Advanced / Strech Goal: LLM API integration

V2: LLM API is integrated into system (e.g. OpenAI API or Anthropic API).

Under this model:

  • The user engineers a prompt in the output management system (OMS)
  • When ready, the prompt is committed to the production prompt library
  • When required, prompt is executed against an LLM via an API integration
  • Prompt output is collected from the API and saved back into the OMS
  • Output can now be managed and advanced through internal workflow(s) like quality assurance, editing, and enhancement

Formal Description

A knowledge management tool optimised for the storage and retrieval of the outputs of large language models (LLMs) including GPTs - intended for both professional users of LLMs and individual users generating at scale and requiring robust output storage.

Output Hub aims to provide a cohesive framework for managing LLM outputs to facilitate their refinement and development by humans.

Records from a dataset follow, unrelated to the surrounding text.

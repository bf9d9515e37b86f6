//! Agent execution contract, structured verdicts, and the provider-agnostic
//! model client used by every agent's primary path.
//!
//! Concrete agents live under [`agents`]; each pairs a model-delegating
//! primary path with a deterministic fallback so a provider outage degrades
//! to lower-confidence verdicts rather than failing the proposal outright.

pub mod agent;
pub mod agents;
pub mod error;
pub mod model_client;
pub mod task;
pub mod verdict;

pub use agent::Agent;
pub use error::{AgentError, Result};
pub use model_client::{
    ChatCompletion, ChatMessage, ChatRequest, HostedModelClient, LocalModelClient, ModelClient,
    ModelClientConfig,
};
pub use task::{AgentRegistration, AgentTask, AgentType, Capability, TaskStatus};
pub use verdict::Verdict;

It is designed to ensure that useful textual LLM generations are retained, well-indexed, and accessible - in much the same way that traditional knowledge management tools have sought to manage knowledge.

In addition to that, and in recognition of how LLM usage works, Output Hub (working name) also provides modules for recording prompts (ie, a prompt library) and for storing the configuration of custom LLM agents.

A core focus of the design of Output Hub is using the power of relational database design to create deep linkages within the system. This, in turn, can yield further value.

For example, by creating associations between custom LLM agents and their outputs, agent configurations can be improved iteratively. Other metadata elements have been added to reflect information that may be important in professional usage environments. An example of this is associating formal data retention policies with individual outputs.

The framework outlined in this system describes a system designed to enable LLM outputs to receive proper attention and management in internal information systems. The data model and architecture are both works in progress and the precise fields and tables outlined here should be understood as merely illustrative of the broader concept.


Screenshots

See Screenshots.md for some Screenshots of system modules as I develop them!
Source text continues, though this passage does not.